Beginning at the line containing "use dash_records::DecodeError;" in the material below and ending at the line containing "use super::*;", return each line exactly and add nothing.

• SOURCE RECORDS:
+++++

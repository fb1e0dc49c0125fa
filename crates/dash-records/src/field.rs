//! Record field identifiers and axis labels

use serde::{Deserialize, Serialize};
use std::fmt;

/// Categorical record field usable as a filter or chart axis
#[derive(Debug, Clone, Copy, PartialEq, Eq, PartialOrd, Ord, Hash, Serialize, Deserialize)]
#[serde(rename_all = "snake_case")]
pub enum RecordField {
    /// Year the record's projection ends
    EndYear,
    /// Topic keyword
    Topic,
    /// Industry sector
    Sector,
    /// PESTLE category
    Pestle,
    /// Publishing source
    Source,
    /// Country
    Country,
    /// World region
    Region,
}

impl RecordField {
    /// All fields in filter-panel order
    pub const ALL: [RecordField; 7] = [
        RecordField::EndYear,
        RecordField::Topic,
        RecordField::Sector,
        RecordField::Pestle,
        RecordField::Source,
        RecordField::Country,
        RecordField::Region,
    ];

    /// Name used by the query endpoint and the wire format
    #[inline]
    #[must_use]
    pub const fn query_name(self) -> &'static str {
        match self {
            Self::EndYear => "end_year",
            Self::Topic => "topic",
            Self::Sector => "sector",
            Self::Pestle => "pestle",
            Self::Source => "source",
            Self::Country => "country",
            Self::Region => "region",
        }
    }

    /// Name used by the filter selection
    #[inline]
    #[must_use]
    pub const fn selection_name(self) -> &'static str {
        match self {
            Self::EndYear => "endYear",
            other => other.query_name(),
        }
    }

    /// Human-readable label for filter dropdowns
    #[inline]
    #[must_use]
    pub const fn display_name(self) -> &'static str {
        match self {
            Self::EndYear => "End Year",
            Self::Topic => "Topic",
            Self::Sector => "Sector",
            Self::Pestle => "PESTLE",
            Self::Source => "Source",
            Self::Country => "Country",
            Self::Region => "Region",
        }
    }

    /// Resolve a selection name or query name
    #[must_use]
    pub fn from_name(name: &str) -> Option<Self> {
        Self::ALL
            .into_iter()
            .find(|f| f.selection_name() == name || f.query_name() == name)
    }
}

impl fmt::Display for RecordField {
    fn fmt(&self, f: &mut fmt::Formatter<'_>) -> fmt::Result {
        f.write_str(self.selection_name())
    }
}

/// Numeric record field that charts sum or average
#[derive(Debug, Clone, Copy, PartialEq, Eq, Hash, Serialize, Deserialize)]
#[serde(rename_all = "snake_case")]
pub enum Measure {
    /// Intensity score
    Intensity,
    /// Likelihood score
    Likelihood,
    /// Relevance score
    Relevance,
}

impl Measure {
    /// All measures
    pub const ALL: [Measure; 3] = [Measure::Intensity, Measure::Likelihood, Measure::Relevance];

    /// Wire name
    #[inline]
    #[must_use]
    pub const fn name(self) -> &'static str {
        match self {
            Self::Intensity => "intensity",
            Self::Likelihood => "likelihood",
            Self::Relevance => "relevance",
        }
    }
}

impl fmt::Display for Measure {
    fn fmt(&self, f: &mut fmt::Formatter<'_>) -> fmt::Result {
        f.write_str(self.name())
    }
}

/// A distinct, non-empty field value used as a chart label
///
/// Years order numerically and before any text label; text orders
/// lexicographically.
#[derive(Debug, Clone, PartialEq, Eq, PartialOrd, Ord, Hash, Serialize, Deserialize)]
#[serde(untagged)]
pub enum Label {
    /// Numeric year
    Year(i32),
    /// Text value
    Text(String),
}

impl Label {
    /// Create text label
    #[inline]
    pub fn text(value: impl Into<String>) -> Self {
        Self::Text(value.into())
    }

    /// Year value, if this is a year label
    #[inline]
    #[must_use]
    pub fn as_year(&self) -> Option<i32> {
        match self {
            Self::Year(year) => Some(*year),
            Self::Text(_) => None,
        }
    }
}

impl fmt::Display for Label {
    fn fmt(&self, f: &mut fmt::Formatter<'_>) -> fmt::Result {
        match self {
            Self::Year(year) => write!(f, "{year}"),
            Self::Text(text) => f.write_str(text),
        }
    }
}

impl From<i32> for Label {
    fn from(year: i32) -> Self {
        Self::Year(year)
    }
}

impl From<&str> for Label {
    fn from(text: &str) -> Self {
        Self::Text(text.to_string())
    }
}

+++++

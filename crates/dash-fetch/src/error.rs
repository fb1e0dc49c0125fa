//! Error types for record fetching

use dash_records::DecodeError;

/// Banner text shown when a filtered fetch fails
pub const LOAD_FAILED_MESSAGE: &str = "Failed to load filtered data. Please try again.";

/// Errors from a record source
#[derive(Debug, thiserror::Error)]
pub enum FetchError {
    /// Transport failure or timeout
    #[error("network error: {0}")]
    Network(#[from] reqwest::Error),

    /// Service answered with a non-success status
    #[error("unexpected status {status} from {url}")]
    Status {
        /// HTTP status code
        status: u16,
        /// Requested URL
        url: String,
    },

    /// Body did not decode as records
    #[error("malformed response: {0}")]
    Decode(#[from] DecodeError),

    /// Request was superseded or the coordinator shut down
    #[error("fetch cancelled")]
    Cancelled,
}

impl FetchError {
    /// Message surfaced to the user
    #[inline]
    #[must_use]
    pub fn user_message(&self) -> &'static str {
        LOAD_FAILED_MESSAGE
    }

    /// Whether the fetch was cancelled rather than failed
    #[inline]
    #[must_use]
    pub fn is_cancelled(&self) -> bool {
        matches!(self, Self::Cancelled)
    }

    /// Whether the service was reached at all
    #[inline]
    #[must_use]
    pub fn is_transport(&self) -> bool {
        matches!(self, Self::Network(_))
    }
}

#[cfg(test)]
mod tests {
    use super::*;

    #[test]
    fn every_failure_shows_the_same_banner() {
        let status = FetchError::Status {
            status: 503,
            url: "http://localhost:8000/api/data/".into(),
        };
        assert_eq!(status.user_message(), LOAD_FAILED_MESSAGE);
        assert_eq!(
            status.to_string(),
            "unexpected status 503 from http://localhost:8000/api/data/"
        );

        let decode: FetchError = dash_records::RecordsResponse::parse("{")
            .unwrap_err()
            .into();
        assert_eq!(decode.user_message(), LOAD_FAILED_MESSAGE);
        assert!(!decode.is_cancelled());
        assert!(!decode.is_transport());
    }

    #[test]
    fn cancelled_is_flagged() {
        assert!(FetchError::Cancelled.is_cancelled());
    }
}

+++++

• ANSWER BOX:
use dash_records::DecodeError;

/// Banner text shown when a filtered fetch fails
pub const LOAD_FAILED_MESSAGE: &str = "Failed to load filtered data. Please try again.";

/// Errors from a record source
#[derive(Debug, thiserror::Error)]
pub enum FetchError {
    /// Transport failure or timeout
    #[error("network error: {0}")]
    Network(#[from] reqwest::Error),

    /// Service answered with a non-success status
    #[error("unexpected status {status} from {url}")]
    Status {
        /// HTTP status code
        status: u16,
        /// Requested URL
        url: String,
    },

    /// Body did not decode as records
    #[error("malformed response: {0}")]
    Decode(#[from] DecodeError),

    /// Request was superseded or the coordinator shut down
    #[error("fetch cancelled")]
    Cancelled,
}

impl FetchError {
    /// Message surfaced to the user
    #[inline]
    #[must_use]
    pub fn user_message(&self) -> &'static str {
        LOAD_FAILED_MESSAGE
    }

    /// Whether the fetch was cancelled rather than failed
    #[inline]
    #[must_use]
    pub fn is_cancelled(&self) -> bool {
        matches!(self, Self::Cancelled)
    }

    /// Whether the service was reached at all
    #[inline]
    #[must_use]
    pub fn is_transport(&self) -> bool {
        matches!(self, Self::Network(_))
    }
}

#[cfg(test)]
mod tests {
    use super::*;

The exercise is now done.